A single Pod is created on one node (you will get a warning if you use this mode on a cluster with more than one node) that runs our docker container (the GPU or the CPU version depending on whether your cluster has GPUs). The experiment’s parameter num_workers determines how many parallel environment/agent-pairs are created inside that container and are being run each in a separate thread. Independent of the number of environment/agent-pairs (num_workers), only a single central tensorflow model is created and trained using so-called hogwild updates (see this paper here). The reinforcement learning algorithm that utilizes this technique was first published here.

run_mode=’distributed’:

The distributed uses many tensorflow models, where some serve merely as storages for the parameters (parameter-servers) and others are actively being trained (workers) and then send their gradients upstream to these parameter-servers. Each parameter server and each worker get their own Pod and all communication between them happens over the network. The number of k8s Pods created is hence the sum of the two experiment parameters num_workers and num_parameter_servers. Each Pod should preferably run on a separate node, but this is not a hard requirement (Kubernetes will figure out a good solution if you have fewer nodes in your cluster). Each of the “worker” Pods actively runs a single environment/agent-pair that owns its own tensorflow model and actively explores the environment. Parameter-servers also get an agent (including a model) but do not perform any exploration in an environment. Paraeter servers are only there for receiving gradient updates from workers and then redistributing these updates back to all other workers. This procedure utilizes tensorflow’s built-in distributed learning architecture. Experiments with run-mode “distributed” follow the procedure described first in this paper here.

Command Reference

Projects

Projects in tensorforce-client are practically directories on your local drive that are linked to arbitrary google cloud projects from your google account. It’s ok to link more than one local project to the same remote (cloud) project.
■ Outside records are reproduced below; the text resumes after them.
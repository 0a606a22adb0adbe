use crate::cli::args::RestoreArgs;
use crate::error::Result;
use crate::vault::Vault;

pub fn run_restore(vault: &Vault, args: RestoreArgs) -> Result<()> {
    let restored = vault.restore_backup(&args.collection, &args.backup)?;
    println!("restored {} from {}", restored.display(), args.backup.display());
    Ok(())
}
To make a local directory a tensorforce-client project, cd into that directory and run:

$ tfcli init -r [gcloud remote project ID] -n [local project name]

If you don’t specify a remote project ID, the client will ask you to provide one. You have to link your local project to an already existing remote google cloud project. The project’s name (-n option) is non-mandatory and the tool will use the remote project’s name.
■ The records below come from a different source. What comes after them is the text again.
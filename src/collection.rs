use std::path::{Path, PathBuf};

use crate::error::Result;

/// File name of the primary database, also the entry name inside backups.
pub const COLLECTION_FILENAME: &str = "collection.anki2";

/// The database layer's view of an open (or openable) collection.
pub trait CollectionHandle {
    fn path(&self) -> &Path;
    fn is_open(&self) -> bool;
    fn close(&mut self) -> Result<()>;
}

/// A collection known only by its path; nothing holds it open.
#[derive(Debug, Clone, PartialEq, Eq)]
pub struct CollectionPath {
    path: PathBuf,
}

impl CollectionPath {
    pub fn new(path: impl Into<PathBuf>) -> Self {
        Self { path: path.into() }
    }
}

impl CollectionHandle for CollectionPath {
    fn path(&self) -> &Path {
        &self.path
    }

    fn is_open(&self) -> bool {
        false
    }

    fn close(&mut self) -> Result<()> {
        Ok(())
    }
}
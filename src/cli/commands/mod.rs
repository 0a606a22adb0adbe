pub mod backup;
pub mod list;
pub mod prune;
pub mod repair;
pub mod restore;
pub mod safety;

use crate::error::ColvaultError;

pub fn exit_for_error(err: &ColvaultError) -> ! {
    let code = match err {
        ColvaultError::Config(_) => 2,
        _ => 1,
    };
    eprintln!("{}", err);
    std::process::exit(code);
}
You will also be asked to provide the service-account (see installation instructions here) that you would like to use for running tfcli commands as well as the private key file to use for client-server communications.

Each local tensorforce-client project contains a convenience directory for configuration files (config/), into which the tool copies - upon project creation - all tensorforce default config files for clusters, experiments, agents, networks, and environments. You can either add more config files to this directory, change existing ones, or ignore this folder altogether and create and maintain your config files elsewhere.

Cluster

cluster –help

Lists all sub-commands that the main cluster command supports.

cluster create

$ tfcli cluster create -f [json filename] -n [give the cluster some name]
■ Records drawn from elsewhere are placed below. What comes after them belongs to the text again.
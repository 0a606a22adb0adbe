use crate::cli::args::SafetyArgs;
use crate::error::Result;
use crate::vault::Vault;

pub fn run_safety_check(vault: &Vault, args: SafetyArgs) -> Result<()> {
    let needed = vault
        .scheduler()
        .safety_backup_needed(&args.collection, args.days)?;
    if needed {
        println!("safety backup needed");
    } else {
        println!("no safety backup needed");
    }
    Ok(())
}
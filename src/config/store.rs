use std::path::{Path, PathBuf};
use std::sync::Mutex;

use crate::config::load::load_config;
use crate::config::model::Settings;
use crate::config::save::save_config;
use crate::error::{ColvaultError, Result};

/// Where the backup subsystem reads its preferences and records the
/// low-space warning for the host to show later.
pub trait SettingsStore: Send + Sync {
    fn settings(&self) -> Result<Settings>;
    fn set_no_space_left(&self, value: bool) -> Result<()>;
}

/// Settings persisted in a YAML file.
#[derive(Debug)]
pub struct YamlSettings {
    path: PathBuf,
    write_lock: Mutex<()>,
}

impl YamlSettings {
    pub fn new(path: impl Into<PathBuf>) -> Self {
        Self {
            path: path.into(),
            write_lock: Mutex::new(()),
        }
    }

    pub fn path(&self) -> &Path {
        &self.path
    }
}

impl SettingsStore for YamlSettings {
    fn settings(&self) -> Result<Settings> {
        load_config(&self.path)
    }

    fn set_no_space_left(&self, value: bool) -> Result<()> {
        let _guard = self
            .write_lock
            .lock()
            .map_err(|_| ColvaultError::message("settings lock poisoned"))?;
        let mut settings = load_config(&self.path)?;
        if settings.no_space_left == value {
            return Ok(());
        }
        settings.no_space_left = value;
        save_config(&self.path, &settings)
    }
}

/// Settings held in memory, for embedding hosts and tests.
#[derive(Debug, Default)]
pub struct MemorySettings {
    inner: Mutex<Settings>,
}

impl MemorySettings {
    pub fn new(settings: Settings) -> Self {
        Self {
            inner: Mutex::new(settings),
        }
    }

    pub fn update(&self, f: impl FnOnce(&mut Settings)) {
        if let Ok(mut guard) = self.inner.lock() {
            f(&mut guard);
        }
    }
}

impl SettingsStore for MemorySettings {
    fn settings(&self) -> Result<Settings> {
        self.inner
            .lock()
            .map(|guard| guard.clone())
            .map_err(|_| ColvaultError::message("settings lock poisoned"))
    }

    fn set_no_space_left(&self, value: bool) -> Result<()> {
        let mut guard = self
            .inner
            .lock()
            .map_err(|_| ColvaultError::message("settings lock poisoned"))?;
        guard.no_space_left = value;
        Ok(())
    }
}

#[cfg(test)]
mod tests {
    use super::*;
    use tempfile::TempDir;

    #[test]
    fn yaml_store_persists_low_space_flag() {
        let dir = TempDir::new().expect("tempdir");
        let store = YamlSettings::new(dir.path().join("colvault.yaml"));
        assert!(!store.settings().expect("settings").no_space_left);
        store.set_no_space_left(true).expect("flag");
        let reread = YamlSettings::new(store.path().to_path_buf());
        assert!(reread.settings().expect("settings").no_space_left);
    }

    #[test]
    fn memory_store_updates() {
        let store = MemorySettings::default();
        store.update(|s| s.retention_count = 1);
        store.set_no_space_left(true).expect("flag");
        let settings = store.settings().expect("settings");
        assert_eq!(settings.retention_count, 1);
        assert!(settings.no_space_left);
    }
}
Creates a Kubernetes (k8s) cluster in the cloud.

The two most important command line flags are -f [json file] and -n [name for the cluster]. Take a look in the configs/clusters directory that is created automatically inside each new project for some example cluster setups (including GPU clusters). For the json-file, you don’t need to give a path (nor the .json extension) if the file is located in the configs/clusters directory.

Instead of providing the -f flag, however, you could also define your cluster’s parameters entirely on the command line (thus without the need for a json file). For supported flags, run:

$ tfcli cluster create --help

For an explanation of the (more powerful) supported json fields, take a look at the cluster class reference here.

cluster list

$ tfcli cluster list

Lists all clusters currently running in the cloud.

cluster delete

Deletes (shuts down) a cluster running in the cloud. You will only have to provide the name tat you gave to the cluster when you created it via the -c flag.

$ tfcli cluster delete -c [cluster's name]

Use the cluster list command to get the names for all currently running clusters.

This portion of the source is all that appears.